AuthorBenedet, Janine


  1. Applying Mandatory Minimum Sentences to Sexual Offences

    1. Legislative History

    2. Supreme Court of Canada Treatment of Mandatory Minimum Sentences

    3. Pre-Mandatory Minimum Sentencing for Sexual Offences Against Children and Youth

    4. Sentencing for Sexual Offences After Mandatory Minimum Sentencing

  2. Constitutionality of Mandatory Minimum Sentences for Sexual Offences Against Children and Youth

    1. Criticisms of Mandatory Minimum Sentences

    2. Ongoing Problems with Sentencing for Child Sex Offences Conclusion


    In the past fifteen years, Parliament has significantly altered Canadian criminal law by introducing numerous mandatory minimum sentences for a range of Criminal Code offences. Prior to this time, mandatory sentences were relatively rare, especially for first offences and for offences prosecuted by summary conviction; more recently the Criminal Code grew to include more than 80 minimum sentences among its approximately 450 offences. (1)

    Until very recently, scholars and courts have focused their attention on the mandatory sentences applicable to drug and gun crimes (with Don Stuart offering one of the earliest examples of these critiques (2)), or on the mandatory life sentence for murder and the distorting effects it may produce with respect to criminal defences. (3) Scholars have considered whether mandatory minimum sentences are unconstitutional, with attention to their particular impact on Indigenous and racialized offenders. (4) In the case of murder, commentators have also examined how the Crown could leverage mandatory life sentences to obtain guilty pleas to manslaughter in cases where battered women kill their abusers in self-defence. (5)

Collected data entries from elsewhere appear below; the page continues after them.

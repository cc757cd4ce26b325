//! Token registry and resolution
//!
//! Maps the token references callers use (symbols, contract addresses) to
//! the numeric ids the network understands, against a registry fetched
//! from the network's governance contract.

pub mod registry;

pub use registry::{
    ContractAddress, TokenError, TokenInfo, TokenLike, TokenRegistry, ETH_SYMBOL, ETH_TOKEN_ID,
};
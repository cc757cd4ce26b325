//! Fee breakdowns reported by the network
//!
//! Every chargeable operation type has its own fee schedule (the number of
//! state chunks differs per operation). The network reports the gas and
//! proof components separately; the total must be their exact sum in the
//! arbitrary-precision representation.

use crate::core::amount::TokenAmount;
use serde::{Deserialize, Serialize};
use thiserror::Error;

/// Fee consistency errors
#[derive(Error, Debug, Clone, PartialEq, Eq)]
pub enum FeeError {
    #[error("fee total mismatch: gasFee {gas_fee} + zkpFee {zkp_fee} != totalFee {total_fee}")]
    TotalMismatch {
        gas_fee: TokenAmount,
        zkp_fee: TokenAmount,
        total_fee: TokenAmount,
    },
    #[error("fee components overflow 256 bits")]
    Overflow,
}

/// Operation types with distinct fee schedules — a closed set
#[derive(Clone, Copy, Debug, PartialEq, Eq, Serialize, Deserialize)]
pub enum FeeType {
    Withdraw,
    Transfer,
    /// Transfer whose recipient account does not exist yet
    TransferToNew,
    /// Withdraw processed ahead of the regular batch schedule
    FastWithdraw,
}

/// Fee breakdown for one operation type, all values in wei
#[derive(Clone, Debug, PartialEq, Eq, Serialize, Deserialize)]
#[serde(rename_all = "camelCase")]
pub struct Fee {
    pub fee_type: FeeType,
    /// Gas units the operation consumes on the underlying chain
    pub gas_tx_amount: TokenAmount,
    pub gas_price_wei: TokenAmount,
    /// Gas component of the fee
    pub gas_fee: TokenAmount,
    /// Zero-knowledge proof component of the fee
    pub zkp_fee: TokenAmount,
    pub total_fee: TokenAmount,
}

impl Fee {
    /// Check that the total is exactly the sum of its components
    pub fn validate(&self) -> Result<(), FeeError> {
        let sum = self
            .gas_fee
            .checked_add(&self.zkp_fee)
            .ok_or(FeeError::Overflow)?;
        if sum != self.total_fee {
            return Err(FeeError::TotalMismatch {
                gas_fee: self.gas_fee,
                zkp_fee: self.zkp_fee,
                total_fee: self.total_fee,
            });
        }
        Ok(())
    }
}

#[cfg(test)]
mod tests {
    use super::*;

    fn fee(gas: u64, zkp: u64, total: u64) -> Fee {
        Fee {
            fee_type: FeeType::Transfer,
            gas_tx_amount: TokenAmount::from(350u64),
            gas_price_wei: TokenAmount::from(1_000_000_000u64),
            gas_fee: TokenAmount::from(gas),
            zkp_fee: TokenAmount::from(zkp),
            total_fee: TokenAmount::from(total),
        }
    }

    #[test]
    fn test_consistent_fee_validates() {
        assert!(fee(700, 300, 1000).validate().is_ok());
        assert!(fee(0, 0, 0).validate().is_ok());
    }

    #[test]
    fn test_total_mismatch_rejected() {
        let err = fee(700, 300, 999).validate().unwrap_err();
        assert!(matches!(err, FeeError::TotalMismatch { .. }));
    }

    #[test]
    fn test_component_overflow_rejected() {
        let max: TokenAmount =
            "115792089237316195423570985008687907853269984665640564039457584007913129639935"
                .parse()
                .unwrap();
        let fee = Fee {
            gas_fee: max,
            zkp_fee: TokenAmount::from(1u64),
            ..fee(0, 0, 0)
        };
        assert_eq!(fee.validate(), Err(FeeError::Overflow));
    }

    #[test]
    fn test_fee_type_tags() {
        for (tag, fee_type) in [
            ("\"Withdraw\"", FeeType::Withdraw),
            ("\"Transfer\"", FeeType::Transfer),
            ("\"TransferToNew\"", FeeType::TransferToNew),
            ("\"FastWithdraw\"", FeeType::FastWithdraw),
        ] {
            assert_eq!(serde_json::to_string(&fee_type).unwrap(), tag);
            assert_eq!(serde_json::from_str::<FeeType>(tag).unwrap(), fee_type);
        }
        assert!(serde_json::from_str::<FeeType>("\"Deposit\"").is_err());
    }

    #[test]
    fn test_fee_wire_format() {
        let json = r#"{
            "feeType": "FastWithdraw",
            "gasTxAmount": "30000",
            "gasPriceWei": "1000000000",
            "gasFee": "30000000000000",
            "zkpFee": "10000000000000",
            "totalFee": "40000000000000"
        }"#;
        let fee: Fee = serde_json::from_str(json).unwrap();
        assert_eq!(fee.fee_type, FeeType::FastWithdraw);
        assert!(fee.validate().is_ok());
    }
}
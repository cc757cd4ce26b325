//! Command-line interface
//!
//! Thin wrappers exposing the schema validators over JSON files.

pub mod commands;

pub use commands::{
    cmd_account_state, cmd_check_fee, cmd_receipt_status, cmd_resolve_token, cmd_validate_tx,
    CliResult,
};
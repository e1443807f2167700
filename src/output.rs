//! Writing generated models to disk.
//!
//! Cube output goes to one YAML file per cube and per view:
//!
//! ```text
//! <dir>/cubes/<name>.yml   cubes: [ <cube> ]
//! <dir>/views/<name>.yml   views: [ <view> ]
//! ```
//!
//! LookML output mirrors the usual project layout:
//!
//! ```text
//! <dir>/views/<name>.view.lkml
//! <dir>/explores/<name>.explore.lkml
//! ```

use std::fs;
use std::path::{Path, PathBuf};

use serde::Serialize;
use thiserror::Error;
use tracing::debug;

use crate::lookml::writer::{explore_includes, render_explore, render_view};
use crate::model::{Cube, CubeModel, CubeView, Namespace};

#[derive(Debug, Error)]
pub enum OutputError {
    #[error("Failed to write {path}: {source}")]
    Io {
        path: PathBuf,
        #[source]
        source: std::io::Error,
    },

    #[error("Failed to serialise '{name}': {source}")]
    Yaml {
        name: String,
        #[source]
        source: serde_yaml::Error,
    },
}

pub type OutputResult<T> = Result<T, OutputError>;

/// Files written by one command, grouped by section.
#[derive(Debug, Clone, Default, PartialEq)]
pub struct Summary {
    pub cubes: Vec<SummaryRow>,
    pub views: Vec<SummaryRow>,
    pub explores: Vec<SummaryRow>,
}

#[derive(Debug, Clone, PartialEq)]
pub struct SummaryRow {
    pub name: String,
    pub path: PathBuf,
}

impl Summary {
    pub fn is_empty(&self) -> bool {
        self.cubes.is_empty() && self.views.is_empty() && self.explores.is_empty()
    }

    pub fn len(&self) -> usize {
        self.cubes.len() + self.views.len() + self.explores.len()
    }
}

impl std::fmt::Display for Summary {
    fn fmt(&self, f: &mut std::fmt::Formatter<'_>) -> std::fmt::Result {
        for (title, rows) in [
            ("Cubes", &self.cubes),
            ("Views", &self.views),
            ("Explores", &self.explores),
        ] {
            if rows.is_empty() {
                continue;
            }
            writeln!(f, "{}:", title)?;
            for row in rows {
                writeln!(f, "  {:<30} {}", row.name, row.path.display())?;
            }
        }
        Ok(())
    }
}

#[derive(Serialize)]
struct CubeFile<'a> {
    cubes: [&'a Cube; 1],
}

#[derive(Serialize)]
struct ViewFile<'a> {
    views: [&'a CubeView; 1],
}

fn write_file(path: &Path, contents: &str) -> OutputResult<()> {
    let io_err = |source| OutputError::Io {
        path: path.to_path_buf(),
        source,
    };
    if let Some(parent) = path.parent() {
        fs::create_dir_all(parent).map_err(io_err)?;
    }
    fs::write(path, contents).map_err(io_err)?;
    debug!(path = %path.display(), "wrote file");
    Ok(())
}

fn to_yaml<T: Serialize>(name: &str, value: &T) -> OutputResult<String> {
    serde_yaml::to_string(value).map_err(|source| OutputError::Yaml {
        name: name.to_string(),
        source,
    })
}

/// Write one YAML file per cube and per view under `dir`.
pub fn write_cube_files(model: &CubeModel, dir: &Path) -> OutputResult<Summary> {
    let mut summary = Summary::default();

    for cube in &model.cubes {
        let path = dir.join("cubes").join(format!("{}.yml", cube.name));
        write_file(&path, &to_yaml(&cube.name, &CubeFile { cubes: [cube] })?)?;
        summary.cubes.push(SummaryRow {
            name: cube.name.clone(),
            path,
        });
    }

    for view in &model.views {
        let path = dir.join("views").join(format!("{}.yml", view.name));
        write_file(&path, &to_yaml(&view.name, &ViewFile { views: [view] })?)?;
        summary.views.push(SummaryRow {
            name: view.name.clone(),
            path,
        });
    }

    Ok(summary)
}

/// Write LookML view and explore files under `dir`.
pub fn write_lookml_files(namespace: &Namespace, dir: &Path) -> OutputResult<Summary> {
    let mut summary = Summary::default();

    for view in &namespace.views {
        let path = dir.join("views").join(format!("{}.view.lkml", view.name));
        write_file(&path, &render_view(view))?;
        summary.views.push(SummaryRow {
            name: view.name.clone(),
            path,
        });
    }

    for explore in &namespace.explores {
        let path = dir
            .join("explores")
            .join(format!("{}.explore.lkml", explore.name));
        let includes = explore_includes(explore, namespace);
        write_file(&path, &render_explore(explore, &includes))?;
        summary.explores.push(SummaryRow {
            name: explore.name.clone(),
            path,
        });
    }

    Ok(summary)
}

/// Render a whole namespace as one LookML text, views first.
pub fn render_lookml(namespace: &Namespace) -> String {
    let views = namespace.views.iter().map(render_view);
    let explores = namespace
        .explores
        .iter()
        .map(|e| render_explore(e, &explore_includes(e, namespace)));
    views.chain(explores).collect::<Vec<_>>().join("\n")
}
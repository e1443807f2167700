//! Cube semantic-layer model.
//!
//! Field order and skipped empties follow the YAML layout Cube reads, so a
//! serialised [`CubeModel`] can be dropped straight into a Cube project.

use serde::{Deserialize, Serialize};

use super::types::{CubeDimensionType, CubeMeasureType, Relationship};

/// A full Cube document: `cubes` plus composite `views`.
#[derive(Debug, Clone, Default, PartialEq, Serialize)]
pub struct CubeModel {
    pub cubes: Vec<Cube>,
    #[serde(skip_serializing_if = "Vec::is_empty")]
    pub views: Vec<CubeView>,
}

impl CubeModel {
    pub fn to_yaml(&self) -> Result<String, serde_yaml::Error> {
        serde_yaml::to_string(self)
    }

    pub fn cube(&self, name: &str) -> Option<&Cube> {
        self.cubes.iter().find(|c| c.name == name)
    }

    pub fn view(&self, name: &str) -> Option<&CubeView> {
        self.views.iter().find(|v| v.name == name)
    }
}

#[derive(Debug, Clone, Default, PartialEq, Serialize)]
pub struct Cube {
    pub name: String,
    #[serde(skip_serializing_if = "Option::is_none")]
    pub title: Option<String>,
    #[serde(skip_serializing_if = "Option::is_none")]
    pub description: Option<String>,
    #[serde(skip_serializing_if = "Option::is_none")]
    pub sql_table: Option<String>,
    #[serde(skip_serializing_if = "Option::is_none")]
    pub sql: Option<String>,
    #[serde(skip_serializing_if = "Option::is_none")]
    pub extends: Option<String>,
    #[serde(skip_serializing_if = "Option::is_none")]
    pub shown: Option<bool>,
    #[serde(skip_serializing_if = "Vec::is_empty")]
    pub joins: Vec<CubeJoin>,
    #[serde(skip_serializing_if = "Vec::is_empty")]
    pub dimensions: Vec<CubeDimension>,
    #[serde(skip_serializing_if = "Vec::is_empty")]
    pub measures: Vec<CubeMeasure>,
}

impl Cube {
    pub fn new(name: impl Into<String>) -> Self {
        Self {
            name: name.into(),
            ..Default::default()
        }
    }

    pub fn has_join(&self, target: &str) -> bool {
        self.joins.iter().any(|j| j.name == target)
    }

    pub fn primary_key(&self) -> Option<&CubeDimension> {
        self.dimensions.iter().find(|d| d.primary_key == Some(true))
    }
}

#[derive(Debug, Clone, PartialEq, Serialize)]
pub struct CubeDimension {
    pub name: String,
    pub sql: String,
    #[serde(rename = "type")]
    pub dimension_type: CubeDimensionType,
    #[serde(skip_serializing_if = "Option::is_none")]
    pub primary_key: Option<bool>,
    #[serde(skip_serializing_if = "Option::is_none")]
    pub title: Option<String>,
    #[serde(skip_serializing_if = "Option::is_none")]
    pub description: Option<String>,
    #[serde(skip_serializing_if = "Option::is_none")]
    pub public: Option<bool>,
    #[serde(skip_serializing_if = "Option::is_none")]
    pub meta: Option<DimensionMeta>,
}

/// Extra metadata Cube carries through untouched.
#[derive(Debug, Clone, PartialEq, Serialize, Deserialize)]
pub struct DimensionMeta {
    pub tiers: Vec<f64>,
}

#[derive(Debug, Clone, PartialEq, Serialize)]
pub struct CubeMeasure {
    pub name: String,
    #[serde(rename = "type")]
    pub measure_type: CubeMeasureType,
    #[serde(skip_serializing_if = "Option::is_none")]
    pub sql: Option<String>,
    #[serde(skip_serializing_if = "Option::is_none")]
    pub title: Option<String>,
    #[serde(skip_serializing_if = "Option::is_none")]
    pub description: Option<String>,
    #[serde(skip_serializing_if = "Option::is_none")]
    pub public: Option<bool>,
    #[serde(skip_serializing_if = "Vec::is_empty")]
    pub drill_members: Vec<String>,
}

/// A direct join from the owning cube to `name`.
#[derive(Debug, Clone, PartialEq, Serialize)]
pub struct CubeJoin {
    pub name: String,
    pub relationship: Relationship,
    pub sql: String,
    /// Dot-separated path from the explore's base cube. Cube derives this
    /// itself, so it is kept for callers but not written out.
    #[serde(skip)]
    pub join_path: String,
}

/// A composite model grouping cubes reachable from one base cube.
#[derive(Debug, Clone, Default, PartialEq, Serialize)]
pub struct CubeView {
    pub name: String,
    #[serde(skip_serializing_if = "Option::is_none")]
    pub description: Option<String>,
    pub cubes: Vec<CubeViewEntry>,
}

impl CubeView {
    pub fn entry(&self, cube_name: &str) -> Option<&CubeViewEntry> {
        self.cubes.iter().find(|c| c.cube_name == cube_name)
    }
}

#[derive(Debug, Clone, PartialEq, Serialize)]
pub struct CubeViewEntry {
    pub join_path: String,
    pub includes: String,
    #[serde(rename = "alias")]
    pub cube_name: String,
}

impl CubeViewEntry {
    /// Include every member of the cube reached through `join_path`.
    pub fn all_members(cube_name: impl Into<String>, join_path: impl Into<String>) -> Self {
        Self {
            join_path: join_path.into(),
            includes: "*".to_string(),
            cube_name: cube_name.into(),
        }
    }
}
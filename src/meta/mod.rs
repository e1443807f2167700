//! Cube meta API client.
//!
//! One blocking `GET` against the extended meta endpoint. There is no retry
//! and no custom timeout; any failure is returned to the caller as-is.

use thiserror::Error;
use tracing::debug;

/// Errors raised while fetching the Cube meta document.
#[derive(Debug, Error)]
pub enum FetchError {
    #[error("A valid token must be provided to access the Cube meta API")]
    InvalidToken,

    #[error("Failed to fetch meta data ({status}): {body}")]
    RemoteFetch { status: u16, body: String },

    #[error("Meta API request failed: {0}")]
    Transport(#[from] reqwest::Error),
}

/// Result type for fetch operations.
pub type FetchResult<T> = Result<T, FetchError>;

/// The extended meta endpoint returns the full model, including `sql` and
/// join definitions.
pub fn extended_url(url: &str) -> String {
    if url.ends_with("?extended") {
        url.to_string()
    } else if url.contains('?') {
        format!("{}&extended", url)
    } else {
        format!("{}?extended", url)
    }
}

/// Fetch the Cube meta document from `url` with a bearer `token`.
///
/// # Errors
///
/// [`FetchError::InvalidToken`] for an empty token, before any request is
/// sent; [`FetchError::RemoteFetch`] for a non-200 response;
/// [`FetchError::Transport`] when the request or body decoding fails.
pub fn fetch_meta(url: &str, token: &str) -> FetchResult<serde_json::Value> {
    if token.trim().is_empty() {
        return Err(FetchError::InvalidToken);
    }

    let url = extended_url(url);
    debug!(url = %url, "fetching Cube meta");

    let client = reqwest::blocking::Client::new();
    let response = client.get(&url).bearer_auth(token).send()?;

    let status = response.status();
    if status != reqwest::StatusCode::OK {
        let body = response.text().unwrap_or_default();
        return Err(FetchError::RemoteFetch {
            status: status.as_u16(),
            body,
        });
    }

    Ok(response.json()?)
}
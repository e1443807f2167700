//! Translation between the LookML namespace and the Cube model.
//!
//! - [`views`]: LookML views to cubes.
//! - [`explores`]: LookML explores to cube joins and composite views, with
//!   multi-hop paths resolved over a [`join_graph::JoinGraph`].
//! - [`reverse`]: Cube meta API documents back to LookML.
//!
//! All mapping functions are pure: they take their input by reference and
//! return new values. Errors abort the whole translation; there is no
//! partial result.

pub mod explores;
pub mod join_graph;
pub mod naming;
pub mod reverse;
pub mod views;

pub use explores::{attach_cube_joins, map_explores};
pub use join_graph::{JoinGraph, JoinPath};
pub use naming::{is_display_name, snake_case};
pub use reverse::map_cube_model;
pub use views::map_views;

use thiserror::Error;

/// Errors raised while translating between dialects.
#[derive(Debug, Error, PartialEq)]
pub enum MappingError {
    #[error("Missing '{attribute}' in {context}")]
    MissingAttribute { context: String, attribute: String },

    #[error("Unsupported {kind} type '{type_name}' in {context}")]
    UnsupportedType {
        kind: String,
        type_name: String,
        context: String,
    },

    #[error("Invalid value for '{attribute}' in {context}: {message}")]
    InvalidAttribute {
        context: String,
        attribute: String,
        message: String,
    },

    #[error("View '{view}' declares more than one primary key ('{first}' and '{second}')")]
    DuplicatePrimaryKey {
        view: String,
        first: String,
        second: String,
    },

    #[error("No LookML views found")]
    NoViews,

    #[error("No LookML explores found; explores are required to generate Cube views")]
    NoExplores,

    #[error("Explore '{explore}' references unknown view '{target}'")]
    UnknownJoinTarget { explore: String, target: String },

    #[error("No join path from '{from}' to '{to}'")]
    UnreachableJoinTarget { from: String, to: String },

    #[error("Join '{join}' in explore '{explore}' must reference exactly two views: {condition}")]
    InvalidJoinCondition {
        explore: String,
        join: String,
        condition: String,
    },

    #[error("Empty response from the Cube meta API")]
    NoResponse,

    #[error("Invalid Cube meta document: {0}")]
    InvalidMeta(String),
}

/// Result type for mapping operations.
pub type MappingResult<T> = Result<T, MappingError>;

/// Options shared by the forward mappers.
#[derive(Debug, Clone)]
pub struct MapOptions {
    /// Fail with [`MappingError::NoViews`] when the namespace has no views.
    pub require_views: bool,
    /// Name composite views after the explore instead of its label.
    pub use_explore_names: bool,
}

impl Default for MapOptions {
    fn default() -> Self {
        Self {
            require_views: true,
            use_explore_names: false,
        }
    }
}

impl MapOptions {
    pub fn with_require_views(mut self, require: bool) -> Self {
        self.require_views = require;
        self
    }

    pub fn with_explore_names(mut self, use_names: bool) -> Self {
        self.use_explore_names = use_names;
        self
    }
}

/// Rewrite LookML interpolation to Cube's: `${TABLE}` becomes `{CUBE}`,
/// every other `${` becomes `{`.
pub fn to_cube_sql(sql: &str) -> String {
    sql.replace("${TABLE}", "{CUBE}").replace("${", "{")
}

/// Rewrite Cube interpolation to LookML's: `{CUBE}` becomes `${TABLE}`,
/// every other `{` becomes `${`. Already-LookML input is left as it is.
pub fn to_lookml_sql(sql: &str) -> String {
    sql.replace("${", "{")
        .replace("{CUBE}", "{TABLE}")
        .replace('{', "${")
}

    In 2005, Parliament attached a number of mandatory minimum penalties to the sexual offences in the Criminal Code, but only where the victims are children or youth. (6) Additional mandatory minimums were added to these offences, and existing ones increased, in 2012. (7) Sexual offences against children and youth have received comparatively little attention in the debates about mandatory minimums, although a number of recent judicial decisions have found some of these provisions to be unconstitutional. (8)

    I argue in this article that analyzing mandatory minimum sentences for sexual offences requires more than merely applying the critiques of mandatory minimums developed in other contexts. This article accepts and proceeds from the premise that sexual assault is a gendered crime that reflects and reinforces sex inequality. (9) This also applies to sexual offences against youth victims, where the gender gap narrows but is still substantial: girls under sixteen are four times as likely as boys to be victims of sexual abuse, and offenders are overwhelmingly male for youth victims of both sexes. (10) The long history of sex discrimination in society has been reflected in the substantive law of sexual offences, as well as in the application of those laws in the criminal trial process, and in the sentencing of offenders. (11) The overrepresentation of Indigenous and racialized persons among those convicted of criminal offences needs to be analyzed in light of the fact that in the context of sexual offences, many crimes are intraracial, meaning that there are disproportionate numbers of Indigenous and racialized victims as well. (12) This disproportionality is more pronounced for child victims, since a large number of these offences are committed by male family members. It is important to consider whether and how these facets of the social context in which sexual assaults are committed affect the critiques of mandatory minimums or, to turn the question on its head, whether mandatory minimum sentences in some way might actually advance the project of addressing the inequalities at the heart of sexual offences.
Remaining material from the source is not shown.